* **DATA IN THIS EXERCISE**:
▬▬▬▬▬▬
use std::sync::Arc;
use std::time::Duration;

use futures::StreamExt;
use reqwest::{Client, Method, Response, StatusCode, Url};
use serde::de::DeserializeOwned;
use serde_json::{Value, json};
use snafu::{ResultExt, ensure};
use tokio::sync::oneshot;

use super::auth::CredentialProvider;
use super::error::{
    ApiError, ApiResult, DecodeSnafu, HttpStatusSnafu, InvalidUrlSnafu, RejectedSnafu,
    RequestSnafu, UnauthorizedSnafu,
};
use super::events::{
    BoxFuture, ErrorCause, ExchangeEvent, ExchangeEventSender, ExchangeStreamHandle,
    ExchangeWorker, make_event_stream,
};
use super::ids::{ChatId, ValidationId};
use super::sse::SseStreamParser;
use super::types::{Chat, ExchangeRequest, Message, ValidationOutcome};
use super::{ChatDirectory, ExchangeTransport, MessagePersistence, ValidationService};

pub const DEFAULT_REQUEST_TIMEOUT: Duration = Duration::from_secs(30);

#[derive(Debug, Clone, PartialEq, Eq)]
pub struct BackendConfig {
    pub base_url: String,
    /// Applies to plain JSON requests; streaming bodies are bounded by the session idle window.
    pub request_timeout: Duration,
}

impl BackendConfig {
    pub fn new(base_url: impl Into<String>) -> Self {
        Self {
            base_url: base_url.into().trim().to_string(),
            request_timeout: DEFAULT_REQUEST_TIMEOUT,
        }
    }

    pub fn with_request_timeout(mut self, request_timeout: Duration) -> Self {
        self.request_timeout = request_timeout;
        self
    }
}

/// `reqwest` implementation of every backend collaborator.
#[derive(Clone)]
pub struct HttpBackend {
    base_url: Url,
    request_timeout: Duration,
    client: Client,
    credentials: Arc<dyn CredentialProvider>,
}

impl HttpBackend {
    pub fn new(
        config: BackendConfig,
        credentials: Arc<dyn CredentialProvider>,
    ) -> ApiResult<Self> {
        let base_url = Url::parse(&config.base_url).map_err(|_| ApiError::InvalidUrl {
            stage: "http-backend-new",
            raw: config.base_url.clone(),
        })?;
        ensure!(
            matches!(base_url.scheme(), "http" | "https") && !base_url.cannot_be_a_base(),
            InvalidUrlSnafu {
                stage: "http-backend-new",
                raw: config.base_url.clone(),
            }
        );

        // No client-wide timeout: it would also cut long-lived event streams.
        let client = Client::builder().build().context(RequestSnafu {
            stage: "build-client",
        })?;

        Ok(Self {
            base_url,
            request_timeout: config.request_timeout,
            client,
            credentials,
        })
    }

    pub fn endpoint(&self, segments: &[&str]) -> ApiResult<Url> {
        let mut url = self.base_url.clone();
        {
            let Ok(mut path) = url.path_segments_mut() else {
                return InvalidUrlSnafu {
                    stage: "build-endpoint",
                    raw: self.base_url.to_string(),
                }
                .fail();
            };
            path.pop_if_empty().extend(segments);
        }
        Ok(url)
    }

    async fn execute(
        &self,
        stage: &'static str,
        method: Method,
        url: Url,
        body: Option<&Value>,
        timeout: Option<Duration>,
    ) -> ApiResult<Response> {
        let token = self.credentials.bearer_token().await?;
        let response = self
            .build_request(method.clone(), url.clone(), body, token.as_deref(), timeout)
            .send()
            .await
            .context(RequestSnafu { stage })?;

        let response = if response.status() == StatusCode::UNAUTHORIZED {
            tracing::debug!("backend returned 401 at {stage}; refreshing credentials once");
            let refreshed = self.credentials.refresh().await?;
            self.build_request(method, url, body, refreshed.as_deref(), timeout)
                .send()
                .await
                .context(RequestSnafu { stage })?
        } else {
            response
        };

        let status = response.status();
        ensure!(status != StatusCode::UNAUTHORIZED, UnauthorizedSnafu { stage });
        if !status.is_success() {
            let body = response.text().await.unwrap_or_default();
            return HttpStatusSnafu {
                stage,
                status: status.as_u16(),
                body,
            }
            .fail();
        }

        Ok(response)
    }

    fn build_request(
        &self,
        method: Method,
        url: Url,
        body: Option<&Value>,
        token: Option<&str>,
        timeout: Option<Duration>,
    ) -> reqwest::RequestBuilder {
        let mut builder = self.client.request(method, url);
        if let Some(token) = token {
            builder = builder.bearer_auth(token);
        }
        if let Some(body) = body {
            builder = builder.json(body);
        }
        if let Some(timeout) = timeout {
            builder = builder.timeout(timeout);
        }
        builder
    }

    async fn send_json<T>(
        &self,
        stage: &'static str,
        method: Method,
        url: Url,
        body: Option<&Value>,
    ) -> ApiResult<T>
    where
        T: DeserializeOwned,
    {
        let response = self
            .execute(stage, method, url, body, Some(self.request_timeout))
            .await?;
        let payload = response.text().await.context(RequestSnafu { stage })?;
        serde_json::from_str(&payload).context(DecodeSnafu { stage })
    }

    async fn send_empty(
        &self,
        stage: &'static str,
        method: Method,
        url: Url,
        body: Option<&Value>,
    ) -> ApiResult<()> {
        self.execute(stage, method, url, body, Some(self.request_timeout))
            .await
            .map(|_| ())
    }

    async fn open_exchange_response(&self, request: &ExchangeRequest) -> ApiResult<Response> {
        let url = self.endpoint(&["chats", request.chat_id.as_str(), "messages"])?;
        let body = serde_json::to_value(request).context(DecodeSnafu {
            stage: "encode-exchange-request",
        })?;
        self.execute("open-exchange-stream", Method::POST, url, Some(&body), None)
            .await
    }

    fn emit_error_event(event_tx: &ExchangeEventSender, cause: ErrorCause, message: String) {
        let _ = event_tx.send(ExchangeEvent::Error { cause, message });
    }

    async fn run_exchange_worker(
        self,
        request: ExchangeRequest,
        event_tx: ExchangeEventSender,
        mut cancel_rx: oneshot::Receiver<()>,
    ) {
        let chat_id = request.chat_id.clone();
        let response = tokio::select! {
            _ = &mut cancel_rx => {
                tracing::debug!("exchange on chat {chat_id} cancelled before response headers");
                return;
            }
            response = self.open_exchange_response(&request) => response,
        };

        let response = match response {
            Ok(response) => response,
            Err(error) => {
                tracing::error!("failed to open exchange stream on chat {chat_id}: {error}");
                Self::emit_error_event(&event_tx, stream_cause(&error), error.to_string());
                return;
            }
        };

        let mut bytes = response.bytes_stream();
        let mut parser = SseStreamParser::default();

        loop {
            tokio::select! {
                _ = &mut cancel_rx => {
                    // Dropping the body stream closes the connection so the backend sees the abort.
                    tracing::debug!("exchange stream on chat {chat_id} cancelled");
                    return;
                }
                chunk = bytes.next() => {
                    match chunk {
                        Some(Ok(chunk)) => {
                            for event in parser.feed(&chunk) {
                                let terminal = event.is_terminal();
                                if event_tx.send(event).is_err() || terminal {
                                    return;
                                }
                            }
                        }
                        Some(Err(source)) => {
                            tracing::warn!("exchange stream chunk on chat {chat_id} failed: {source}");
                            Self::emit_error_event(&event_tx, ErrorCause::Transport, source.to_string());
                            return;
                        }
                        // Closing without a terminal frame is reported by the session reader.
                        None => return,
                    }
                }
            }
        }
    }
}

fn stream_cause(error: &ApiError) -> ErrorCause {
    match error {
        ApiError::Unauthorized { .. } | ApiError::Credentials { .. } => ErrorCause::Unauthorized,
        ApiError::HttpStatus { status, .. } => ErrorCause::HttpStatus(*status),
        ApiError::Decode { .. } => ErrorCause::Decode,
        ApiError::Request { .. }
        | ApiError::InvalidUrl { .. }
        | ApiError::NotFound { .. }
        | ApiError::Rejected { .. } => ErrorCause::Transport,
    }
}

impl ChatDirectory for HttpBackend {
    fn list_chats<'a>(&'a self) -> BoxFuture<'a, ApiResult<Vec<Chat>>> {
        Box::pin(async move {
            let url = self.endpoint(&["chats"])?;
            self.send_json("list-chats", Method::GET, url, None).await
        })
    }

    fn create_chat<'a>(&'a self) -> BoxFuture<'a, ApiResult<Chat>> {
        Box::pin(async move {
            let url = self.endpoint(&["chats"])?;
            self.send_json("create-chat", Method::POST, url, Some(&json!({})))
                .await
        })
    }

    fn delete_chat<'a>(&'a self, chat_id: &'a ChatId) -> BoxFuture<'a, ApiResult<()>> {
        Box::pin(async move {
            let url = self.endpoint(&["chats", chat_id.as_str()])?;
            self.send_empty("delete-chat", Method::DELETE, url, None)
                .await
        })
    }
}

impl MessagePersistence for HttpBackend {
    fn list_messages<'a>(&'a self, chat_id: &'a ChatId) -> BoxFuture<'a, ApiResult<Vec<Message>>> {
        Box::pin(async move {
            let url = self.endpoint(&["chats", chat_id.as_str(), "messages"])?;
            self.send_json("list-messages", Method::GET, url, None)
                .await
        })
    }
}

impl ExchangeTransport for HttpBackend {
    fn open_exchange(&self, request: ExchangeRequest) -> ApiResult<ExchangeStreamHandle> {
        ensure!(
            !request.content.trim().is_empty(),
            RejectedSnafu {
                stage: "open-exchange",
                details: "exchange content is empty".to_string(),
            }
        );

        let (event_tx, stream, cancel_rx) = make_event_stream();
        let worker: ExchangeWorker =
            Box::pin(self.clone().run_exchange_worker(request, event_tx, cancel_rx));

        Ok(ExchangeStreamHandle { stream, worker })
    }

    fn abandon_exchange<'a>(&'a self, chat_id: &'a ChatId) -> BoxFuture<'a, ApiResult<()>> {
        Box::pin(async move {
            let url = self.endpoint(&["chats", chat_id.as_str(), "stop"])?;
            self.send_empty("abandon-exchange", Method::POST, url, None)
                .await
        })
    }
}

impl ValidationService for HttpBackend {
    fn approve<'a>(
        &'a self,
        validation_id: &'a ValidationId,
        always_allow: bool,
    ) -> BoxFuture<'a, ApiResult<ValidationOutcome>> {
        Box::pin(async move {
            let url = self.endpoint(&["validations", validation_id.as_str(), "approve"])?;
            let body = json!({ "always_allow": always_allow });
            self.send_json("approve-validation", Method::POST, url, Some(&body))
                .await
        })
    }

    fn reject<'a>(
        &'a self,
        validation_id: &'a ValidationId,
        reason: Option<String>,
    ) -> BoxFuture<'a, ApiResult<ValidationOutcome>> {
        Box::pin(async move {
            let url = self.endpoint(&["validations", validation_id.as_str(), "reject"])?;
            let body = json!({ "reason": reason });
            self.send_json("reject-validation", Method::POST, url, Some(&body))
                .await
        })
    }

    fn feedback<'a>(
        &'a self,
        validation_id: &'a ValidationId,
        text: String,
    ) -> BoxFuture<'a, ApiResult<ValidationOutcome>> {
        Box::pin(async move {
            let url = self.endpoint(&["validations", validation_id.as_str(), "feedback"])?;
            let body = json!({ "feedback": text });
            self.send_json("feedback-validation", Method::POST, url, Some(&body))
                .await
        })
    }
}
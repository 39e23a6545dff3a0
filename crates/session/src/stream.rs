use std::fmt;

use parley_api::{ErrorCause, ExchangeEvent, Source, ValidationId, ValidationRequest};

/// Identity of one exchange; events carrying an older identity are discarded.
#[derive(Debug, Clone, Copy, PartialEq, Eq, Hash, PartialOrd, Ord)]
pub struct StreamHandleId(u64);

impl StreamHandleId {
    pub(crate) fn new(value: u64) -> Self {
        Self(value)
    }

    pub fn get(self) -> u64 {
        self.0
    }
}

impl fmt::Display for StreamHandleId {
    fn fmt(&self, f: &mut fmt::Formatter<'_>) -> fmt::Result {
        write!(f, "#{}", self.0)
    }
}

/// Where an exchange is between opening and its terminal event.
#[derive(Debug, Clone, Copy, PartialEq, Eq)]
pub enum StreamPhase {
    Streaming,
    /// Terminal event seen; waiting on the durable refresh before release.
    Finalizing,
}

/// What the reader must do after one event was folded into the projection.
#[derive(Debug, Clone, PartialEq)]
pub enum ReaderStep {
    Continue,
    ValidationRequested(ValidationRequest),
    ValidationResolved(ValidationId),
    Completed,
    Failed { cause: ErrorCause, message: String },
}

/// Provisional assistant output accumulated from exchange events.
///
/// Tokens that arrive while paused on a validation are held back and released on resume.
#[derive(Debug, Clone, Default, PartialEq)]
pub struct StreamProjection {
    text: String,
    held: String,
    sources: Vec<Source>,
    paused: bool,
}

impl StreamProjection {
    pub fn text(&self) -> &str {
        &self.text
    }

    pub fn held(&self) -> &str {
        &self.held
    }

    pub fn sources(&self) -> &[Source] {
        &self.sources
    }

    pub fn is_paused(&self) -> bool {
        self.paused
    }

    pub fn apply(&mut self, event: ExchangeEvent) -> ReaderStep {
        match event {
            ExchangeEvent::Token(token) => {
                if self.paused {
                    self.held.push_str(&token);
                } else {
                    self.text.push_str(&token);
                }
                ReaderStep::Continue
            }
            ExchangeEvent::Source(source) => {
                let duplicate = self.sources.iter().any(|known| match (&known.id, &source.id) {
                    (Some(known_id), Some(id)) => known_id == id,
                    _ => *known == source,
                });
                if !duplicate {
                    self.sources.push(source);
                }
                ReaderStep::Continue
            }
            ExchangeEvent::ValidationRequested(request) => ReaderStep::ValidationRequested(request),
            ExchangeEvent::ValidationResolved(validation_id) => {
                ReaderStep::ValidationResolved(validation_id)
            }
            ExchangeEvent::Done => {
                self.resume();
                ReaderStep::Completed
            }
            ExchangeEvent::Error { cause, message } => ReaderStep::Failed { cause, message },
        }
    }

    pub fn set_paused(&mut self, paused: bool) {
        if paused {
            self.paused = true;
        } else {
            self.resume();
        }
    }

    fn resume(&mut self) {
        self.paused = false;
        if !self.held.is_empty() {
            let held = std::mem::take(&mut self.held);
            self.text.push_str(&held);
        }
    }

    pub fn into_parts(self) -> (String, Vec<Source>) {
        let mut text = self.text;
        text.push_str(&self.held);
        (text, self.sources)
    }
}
▬▬▬▬▬▬
* **AIM OF THE EXERCISE**:
Above are the records; repeat exactly the lines from the one holding "let terminal = event.is_terminal();" down to the one holding "stream chunk on", end lines included.

* **THE ANSWER**:
                                let terminal = event.is_terminal();
                                if event_tx.send(event).is_err() || terminal {
                                    return;
                                }
                            }
                        }
                        Some(Err(source)) => {
                            tracing::warn!("exchange stream chunk on chat {chat_id} failed: {source}");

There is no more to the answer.